### ASSIGNMENT
Look at the entries below and restate word for word the lines from the first through the one that has "facts were found.".

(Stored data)
_ _ _ _ _

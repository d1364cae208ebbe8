//! Core value types shared by the pipeline stages.

use std::fmt;
use std::str::FromStr;

use uuid::Uuid;

use crate::error::QueryError;

/// Identifier of one conversation (one session).
#[derive(Debug, Clone, Copy, PartialEq, Eq, Hash)]
pub struct ConversationId(pub Uuid);

impl ConversationId {
    pub fn new() -> Self {
        Self(Uuid::new_v4())
    }
}

impl Default for ConversationId {
    fn default() -> Self {
        Self::new()
    }
}

impl fmt::Display for ConversationId {
    fn fmt(&self, f: &mut fmt::Formatter<'_>) -> fmt::Result {
        write!(f, "{}", self.0)
    }
}

impl FromStr for ConversationId {
    type Err = uuid::Error;

    fn from_str(s: &str) -> Result<Self, Self::Err> {
        Uuid::parse_str(s).map(Self)
    }
}

/// A user question. Never empty; surrounding whitespace is stripped.
#[derive(Debug, Clone, PartialEq, Eq)]
pub struct Query(String);

impl Query {
    pub fn new(text: impl AsRef<str>) -> Result<Self, QueryError> {
        let trimmed = text.as_ref().trim();
        if trimmed.is_empty() {
            return Err(QueryError::Empty);
        }
        Ok(Self(trimmed.to_string()))
    }

    pub fn as_str(&self) -> &str {
        &self.0
    }
}

impl fmt::Display for Query {
    fn fmt(&self, f: &mut fmt::Formatter<'_>) -> fmt::Result {
        f.write_str(&self.0)
    }
}

/// Facts retrieved from the graph for one query, in retrieval order.
#[derive(Debug, Clone, Default, PartialEq, Eq)]
pub struct GraphContext {
    facts: Vec<String>,
    degraded: bool,
}

impl GraphContext {
    pub fn new(facts: Vec<String>) -> Self {
        Self {
            facts,
            degraded: false,
        }
    }

    /// No facts were found.
    pub fn empty() -> Self {
        Self::default()
    }

    /// Retrieval failed and the pipeline chose to continue without context.
    pub fn degraded() -> Self {
        Self {
            facts: Vec::new(),
            degraded: true,
        }
    }

    pub fn facts(&self) -> &[String] {
        &self.facts
    }

    pub fn len(&self) -> usize {
        self.facts.len()
    }

    pub fn is_empty(&self) -> bool {
        self.facts.is_empty()
    }

    pub fn is_degraded(&self) -> bool {
        self.degraded
    }
}
//! CLI entry point for the biograph-chat assistant.

use std::io::Write;
use std::sync::Arc;

use clap::Parser;
use futures::StreamExt;
use tokio::io::{AsyncBufReadExt, BufReader};
use tracing_subscriber::{fmt, EnvFilter};

use biograph_core::{ConversationId, Settings};
use biograph_chat::{SessionError, SessionManager};

/// Asked by `--smoke-test` to check the whole pipeline end to end.
const SMOKE_TEST_QUERY: &str =
    "What is the GWAS p-value for the association between childhood-onset asthma and RORA?";

#[derive(Parser)]
#[command(name = "biograph-chat")]
#[command(about = "Biomedical question answering grounded in a Neo4j knowledge graph")]
struct Cli {
    /// Answer one question and exit.
    #[arg(short, long)]
    query: Option<String>,

    /// Run the system check question after startup.
    #[arg(long)]
    smoke_test: bool,

    /// Print each answer once it is complete instead of streaming it.
    #[arg(long)]
    no_stream: bool,

    /// Emit logs as JSON.
    #[arg(long)]
    json_logs: bool,

    /// Config file prefix (default: biograph).
    #[arg(short, long, default_value = "biograph")]
    config: String,
}

/// How a single answer ended.
enum Outcome {
    Answered,
    Cancelled,
}

#[tokio::main]
async fn main() -> anyhow::Result<()> {
    dotenvy::dotenv().ok();
    let cli = Cli::parse();
    init_tracing(cli.json_logs);

    let settings = Arc::new(Settings::load_from(&cli.config)?);
    let manager = SessionManager::live(settings);
    let conversation_id = ConversationId::new();

    eprintln!("Connecting to the knowledge graph and model...");
    manager.start(conversation_id).await?;
    eprintln!("Ready.");

    let result = run(&cli, &manager, conversation_id).await;
    manager.shutdown_all().await;
    result
}

fn init_tracing(json: bool) {
    let filter = EnvFilter::try_from_default_env().unwrap_or_else(|_| EnvFilter::new("warn"));
    let builder = fmt().with_env_filter(filter).with_writer(std::io::stderr);
    if json {
        builder.json().init();
    } else {
        builder.init();
    }
}

async fn run(cli: &Cli, manager: &SessionManager, id: ConversationId) -> anyhow::Result<()> {
    let stream = !cli.no_stream;

    if cli.smoke_test {
        println!("Query: {SMOKE_TEST_QUERY}");
        answer(manager, id, SMOKE_TEST_QUERY, stream).await?;
    }

    if let Some(query) = cli.query.as_deref() {
        answer(manager, id, query, stream).await?;
        return Ok(());
    }
    if cli.smoke_test {
        return Ok(());
    }

    repl(manager, id, stream).await
}

/// Read questions from stdin until `exit`, end of input, or Ctrl-C.
async fn repl(manager: &SessionManager, id: ConversationId, stream: bool) -> anyhow::Result<()> {
    let mut lines = BufReader::new(tokio::io::stdin()).lines();

    loop {
        print!("\nEnter your question (or 'exit' to quit): ");
        std::io::stdout().flush()?;

        let line = tokio::select! {
            line = lines.next_line() => line?,
            _ = tokio::signal::ctrl_c() => {
                println!();
                break;
            }
        };
        let Some(line) = line else { break };
        let question = line.trim();
        if question.eq_ignore_ascii_case("exit") {
            break;
        }
        if question.is_empty() {
            continue;
        }

        match answer(manager, id, question, stream).await {
            Ok(Outcome::Answered) => {}
            Ok(Outcome::Cancelled) => eprintln!("[answer cancelled]"),
            Err(e) => {
                eprintln!("Error: {e}");
                if e.is_fatal() {
                    break;
                }
            }
        }
    }

    Ok(())
}

/// Answer one question, printing it to stdout. Ctrl-C cancels the answer.
async fn answer(
    manager: &SessionManager,
    id: ConversationId,
    question: &str,
    stream: bool,
) -> Result<Outcome, SessionError> {
    if !stream {
        return tokio::select! {
            result = manager.ask(id, question) => {
                println!("\nResponse: {}", result?);
                Ok(Outcome::Answered)
            }
            _ = tokio::signal::ctrl_c() => Ok(Outcome::Cancelled),
        };
    }

    let mut answer = tokio::select! {
        result = manager.ask_stream(id, question) => result?,
        _ = tokio::signal::ctrl_c() => return Ok(Outcome::Cancelled),
    };

    print!("\nResponse: ");
    let mut stdout = std::io::stdout();
    loop {
        tokio::select! {
            chunk = answer.next() => match chunk {
                Some(Ok(text)) => {
                    print!("{text}");
                    let _ = stdout.flush();
                }
                Some(Err(e)) => {
                    println!();
                    return Err(e);
                }
                None => break,
            },
            _ = tokio::signal::ctrl_c() => {
                answer.cancel();
                println!();
                return Ok(Outcome::Cancelled);
            }
        }
    }
    println!();
    Ok(Outcome::Answered)
}
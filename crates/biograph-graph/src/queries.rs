//! Cypher for context retrieval and the [`GraphHandle`] implementation over Neo4j.

use async_trait::async_trait;
use neo4rs::query;

use biograph_core::Settings;

use crate::client::{GraphClient, GraphConfig, GraphError};
use crate::context::GraphHandle;

/// Best-scoring full-text hits used as starting points for expansion.
const SEED_NODES: i64 = 5;

/// Full-text search for seed entities, then one hop out. Each relationship is
/// returned once, with its best seed score, and in its real direction so facts
/// read start → end.
const RELATED_FACTS: &str = "CALL db.index.fulltext.queryNodes($index, $term) YIELD node, score
     WITH node, score ORDER BY score DESC LIMIT $seeds
     MATCH (node)-[r]-()
     WITH r, max(score) AS score
     RETURN toString(coalesce(startNode(r).name, startNode(r).id, '')) AS subject,
            type(r) AS predicate,
            toString(coalesce(endNode(r).name, endNode(r).id, '')) AS object
     ORDER BY score DESC
     LIMIT $limit";

/// Characters with meaning in Lucene query syntax.
const LUCENE_SPECIAL: &[char] = &[
    '+', '-', '&', '|', '!', '(', ')', '{', '}', '[', ']', '^', '"', '~', '*', '?', ':', '\\',
    '/',
];

/// Make free text safe to pass as a Lucene full-text query: escape operator
/// characters and lowercase the boolean keywords.
pub fn escape_lucene(term: &str) -> String {
    term.split_whitespace()
        .map(|word| {
            if matches!(word, "AND" | "OR" | "NOT") {
                return word.to_lowercase();
            }
            let mut escaped = String::with_capacity(word.len());
            for c in word.chars() {
                if LUCENE_SPECIAL.contains(&c) {
                    escaped.push('\\');
                }
                escaped.push(c);
            }
            escaped
        })
        .collect::<Vec<_>>()
        .join(" ")
}

/// Render one relationship as a fact line.
pub fn format_fact(subject: &str, predicate: &str, object: &str) -> Option<String> {
    let (subject, predicate, object) = (subject.trim(), predicate.trim(), object.trim());
    if subject.is_empty() || object.is_empty() || predicate.is_empty() {
        return None;
    }
    Some(format!("{subject} -[{predicate}]-> {object}"))
}

impl GraphClient {
    /// Facts around the entities matching `term` in the full-text `index`.
    pub async fn related_facts(
        &self,
        index: &str,
        term: &str,
        limit: usize,
    ) -> Result<Vec<String>, GraphError> {
        let q = query(RELATED_FACTS)
            .param("index", index.to_string())
            .param("term", escape_lucene(term))
            .param("seeds", SEED_NODES)
            .param("limit", limit as i64);

        let rows = self.query_rows(q).await?;
        let mut facts = Vec::with_capacity(rows.len());
        for row in rows {
            let subject: String = row.get("subject").unwrap_or_default();
            let predicate: String = row.get("predicate").map_err(|e| {
                GraphError::Serialization(format!("Failed to read relationship type: {e}"))
            })?;
            let object: String = row.get("object").unwrap_or_default();
            if let Some(fact) = format_fact(&subject, &predicate, &object) {
                facts.push(fact);
            }
        }
        Ok(facts)
    }
}

/// A [`GraphClient`] bound to the full-text index used for retrieval.
pub struct Neo4jGraph {
    client: GraphClient,
    index: String,
}

impl Neo4jGraph {
    pub fn new(client: GraphClient, index: impl Into<String>) -> Self {
        Self {
            client,
            index: index.into(),
        }
    }

    /// Connect using the graph section of the settings.
    pub async fn connect(settings: &Settings) -> Result<Self, GraphError> {
        let client = GraphClient::connect(&GraphConfig::from_settings(settings)).await?;
        Ok(Self::new(client, settings.graph_index.clone()))
    }

    pub fn client(&self) -> &GraphClient {
        &self.client
    }
}

#[async_trait]
impl GraphHandle for Neo4jGraph {
    async fn ping(&self) -> Result<(), GraphError> {
        self.client.verify_connectivity().await
    }

    async fn retrieve_facts(&self, term: &str, limit: usize) -> Result<Vec<String>, GraphError> {
        self.client.related_facts(&self.index, term, limit).await
    }

    async fn close(&self) {
        self.client.close();
    }
}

_ _ _ _ _

### EXERCISE RESULT
repository d1364cae208ebbe8
//! Core value types shared by the pipeline stages.

use std::fmt;
use std::str::FromStr;

use uuid::Uuid;

use crate::error::QueryError;

/// Identifier of one conversation (one session).
#[derive(Debug, Clone, Copy, PartialEq, Eq, Hash)]
pub struct ConversationId(pub Uuid);

impl ConversationId {
    pub fn new() -> Self {
        Self(Uuid::new_v4())
    }
}

impl Default for ConversationId {
    fn default() -> Self {
        Self::new()
    }
}

impl fmt::Display for ConversationId {
    fn fmt(&self, f: &mut fmt::Formatter<'_>) -> fmt::Result {
        write!(f, "{}", self.0)
    }
}

impl FromStr for ConversationId {
    type Err = uuid::Error;

    fn from_str(s: &str) -> Result<Self, Self::Err> {
        Uuid::parse_str(s).map(Self)
    }
}

/// A user question. Never empty; surrounding whitespace is stripped.
#[derive(Debug, Clone, PartialEq, Eq)]
pub struct Query(String);

impl Query {
    pub fn new(text: impl AsRef<str>) -> Result<Self, QueryError> {
        let trimmed = text.as_ref().trim();
        if trimmed.is_empty() {
            return Err(QueryError::Empty);
        }
        Ok(Self(trimmed.to_string()))
    }

    pub fn as_str(&self) -> &str {
        &self.0
    }
}

impl fmt::Display for Query {
    fn fmt(&self, f: &mut fmt::Formatter<'_>) -> fmt::Result {
        f.write_str(&self.0)
    }
}

/// Facts retrieved from the graph for one query, in retrieval order.
#[derive(Debug, Clone, Default, PartialEq, Eq)]
pub struct GraphContext {
    facts: Vec<String>,
    degraded: bool,
}

impl GraphContext {
    pub fn new(facts: Vec<String>) -> Self {
        Self {
            facts,
            degraded: false,
        }
    }

    /// No facts were found.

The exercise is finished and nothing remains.